Suppose a document tells you that for some special situation X, there is an
absence of requirements. However, suppose that some other general rules
elsewhere in that document in fact imply a requirement for that situation.

That just means that the claim that situation X has no requirements is
incorrect.

For instance, ISO C says that two struct types appearing in separate
translation unit are only compatible of they have the same typed members in
the same order ... _with the same names_.

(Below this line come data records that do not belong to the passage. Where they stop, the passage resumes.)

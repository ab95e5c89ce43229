// Test-only session client and relay for end-to-end jam session tests.
//
// `TestParticipant` wraps the real `SessionHandle` (from `jam_sync::runtime`)
// and a shared `TestTimer`, adding blocking `poll_until_*` helpers so tests
// can wait for a condition instead of sleeping. Everything below the handle
// (coordinator, reconnecting connection, WebSocket transport) is the same
// code an application uses.
//
// `relay` is a small in-process relay that speaks the jam wire protocol over
// real WebSockets on 127.0.0.1.
//
// See also: `tests/full_pipeline.rs` for the scenarios.

pub mod relay;

use std::net::SocketAddr;
use std::sync::{Arc, Mutex, PoisonError};
use std::thread;
use std::time::{Duration, Instant};

use jam_protocol::types::{ConnectionState, ControlAction, ParticipantId, SessionCode};
use jam_sync::{SessionEvent, SessionHandle, SessionParams, SessionTimer, SyncConfig};
use serde::{Deserialize, Serialize};
use tracing_subscriber::EnvFilter;

/// Default timeout for blocking poll operations.
pub const POLL_TIMEOUT: Duration = Duration::from_secs(5);

/// Sleep duration between poll attempts.
pub const POLL_INTERVAL: Duration = Duration::from_millis(10);

/// Install a test-friendly `tracing` subscriber once per process. Filter with
/// `RUST_LOG` (default `warn`).
pub fn init_tracing() {
    let filter = EnvFilter::try_from_default_env().unwrap_or_else(|_| EnvFilter::new("warn"));
    let _ = tracing_subscriber::fmt()
        .with_env_filter(filter)
        .with_test_writer()
        .try_init();
}

/// Sync settings for a local relay: fast broadcasts and short backoff.
pub fn test_config(addr: SocketAddr) -> SyncConfig {
    SyncConfig {
        server: Some(format!("ws://{addr}")),
        state_sync_interval_ms: 50,
        max_reconnect_attempts: 3,
        reconnect_delay_base_ms: 50,
        ..SyncConfig::default()
    }
}

/// Timer snapshot as a Pomodoro timer would share it.
#[derive(Clone, Debug, Default, PartialEq, Eq, Serialize, Deserialize)]
#[serde(rename_all = "camelCase")]
pub struct TimerSnapshot {
    pub phase: String,
    pub remaining_secs: u32,
    pub running: bool,
}

/// In-memory timer that records what the session did to it.
#[derive(Debug, Default)]
pub struct TestTimer {
    pub state: TimerSnapshot,
    pub jam_mode: bool,
    /// Number of snapshots applied from outside.
    pub applied: usize,
}

impl SessionTimer for TestTimer {
    type State = TimerSnapshot;

    fn get_state(&self) -> TimerSnapshot {
        self.state.clone()
    }

    fn set_state(&mut self, state: TimerSnapshot) {
        self.state = state;
        self.applied += 1;
    }

    fn set_jam_mode(&mut self, enabled: bool) {
        self.jam_mode = enabled;
    }
}

/// A session member driven by a real `SessionHandle`.
pub struct TestParticipant {
    handle: SessionHandle,
    timer: Arc<Mutex<TestTimer>>,
    /// Every event seen by `poll()` since the last `clear_events()`.
    pub events: Vec<SessionEvent>,
}

impl TestParticipant {
    /// Host `code` and start connecting.
    pub fn host(config: SyncConfig, code: &str, name: &str) -> Self {
        Self::start(SessionParams::host(SessionCode::from(code), name), config)
    }

    /// Join `code` and start connecting.
    pub fn join(config: SyncConfig, code: &str, name: &str) -> Self {
        Self::start(SessionParams::join(SessionCode::from(code), name), config)
    }

    fn start(params: SessionParams, config: SyncConfig) -> Self {
        let timer = Arc::new(Mutex::new(TestTimer::default()));
        let handle = SessionHandle::spawn(params, config, timer.clone())
            .expect("failed to spawn session thread");
        handle.connect();
        Self {
            handle,
            timer,
            events: Vec::new(),
        }
    }

    pub fn handle(&self) -> &SessionHandle {
        &self.handle
    }

    pub fn id(&self) -> &ParticipantId {
        self.handle.participant_id()
    }

    /// Non-blocking: drain pending events into `events`.
    pub fn poll(&mut self) {
        let events = self.handle.poll();
        self.events.extend(events);
    }

    pub fn clear_events(&mut self) {
        self.events.clear();
    }

    pub fn saw(&self, event: &SessionEvent) -> bool {
        self.events.contains(event)
    }

    /// Blocking poll until `predicate` holds. Panics after `POLL_TIMEOUT`.
    pub fn poll_until(&mut self, what: &str, predicate: impl Fn(&Self) -> bool) {
        let start = Instant::now();
        loop {
            self.poll();
            if predicate(self) {
                return;
            }
            assert!(start.elapsed() < POLL_TIMEOUT, "timed out waiting for {what}");
            thread::sleep(POLL_INTERVAL);
        }
    }

    pub fn poll_until_state(&mut self, state: ConnectionState) {
        self.poll_until(&format!("connection state {state}"), |p| {
            p.handle.connection_state() == state
        });
    }

    pub fn poll_until_connected(&mut self) {
        self.poll_until_state(ConnectionState::Connected);
    }

    /// Wait for a roster of exactly `len` members.
    pub fn poll_until_roster(&mut self, len: usize) {
        self.poll_until(&format!("roster of {len}"), |p| {
            p.handle.participants().len() == len
        });
    }

    pub fn poll_until_host(&mut self, is_host: bool) {
        self.poll_until(&format!("host flag {is_host}"), |p| {
            p.handle.is_host() == is_host
        });
    }

    /// Wait until the local timer holds `snapshot`.
    pub fn poll_until_timer(&mut self, snapshot: &TimerSnapshot) {
        self.poll_until("timer snapshot", |p| p.timer_state() == *snapshot);
    }

    pub fn set_timer(&self, snapshot: TimerSnapshot) {
        self.lock_timer().state = snapshot;
    }

    pub fn timer_state(&self) -> TimerSnapshot {
        self.lock_timer().state.clone()
    }

    pub fn jam_mode(&self) -> bool {
        self.lock_timer().jam_mode
    }

    pub fn snapshots_applied(&self) -> usize {
        self.lock_timer().applied
    }

    pub fn send_control(&self, action: ControlAction) {
        self.handle.send_control(action);
    }

    pub fn transfer_host(&self, target: &ParticipantId) {
        self.handle.transfer_host(target.clone());
    }

    pub fn disconnect(&self) {
        self.handle.disconnect();
    }

    pub fn connect(&self) {
        self.handle.connect();
    }

    /// Leave the session and stop the session thread.
    pub fn shutdown(self) {
        self.handle.shutdown();
    }

    fn lock_timer(&self) -> std::sync::MutexGuard<'_, TestTimer> {
        self.timer.lock().unwrap_or_else(PoisonError::into_inner)
    }
}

This says that if you do aliasing with otherwise identical structures that
don't have the same names, the behavior is undefined: i.e. that there is no
requirement that it work.

But, we can infer that it must work by the logical fact that during the
semantic processing of one translation unit, the translator has no clue what
the names of struct members are in another translation unit. They disappear at
translation time and turn into offsets.

I mean, we can fwrite a struct to a file, right? We can send that file over a
network. According to ISO C, every program (or at least every C program) will
have to use a structure with the correct names to fread that area of the file!
Ridiculous!

Suppose we take ISO C and add a statement to it like, "the consequences are
undefined if one of the operands of the + operator is the integer 42". The
rest of the document would still be exactly what it is, and if we strike out
that sentence with a black marker, nothing has changed. The rest of the
document continues to inform us that adding 42 to something is well-defined
(in the absence of overflow, or overflow-like issues with pointer displacement
and so on).

Basically, it's a contradiction: the document gives a description which adds
up to some requirements, but then some sentence tries to take them away.

In such a situation, we can just proceed as if the requirements apply. That is
to say, when a requirement conflicts with the claim that there is no
requirement, just let the requirement prevail.

(In a situation where conflicting requirements are asserted, it's a different
story, of course.)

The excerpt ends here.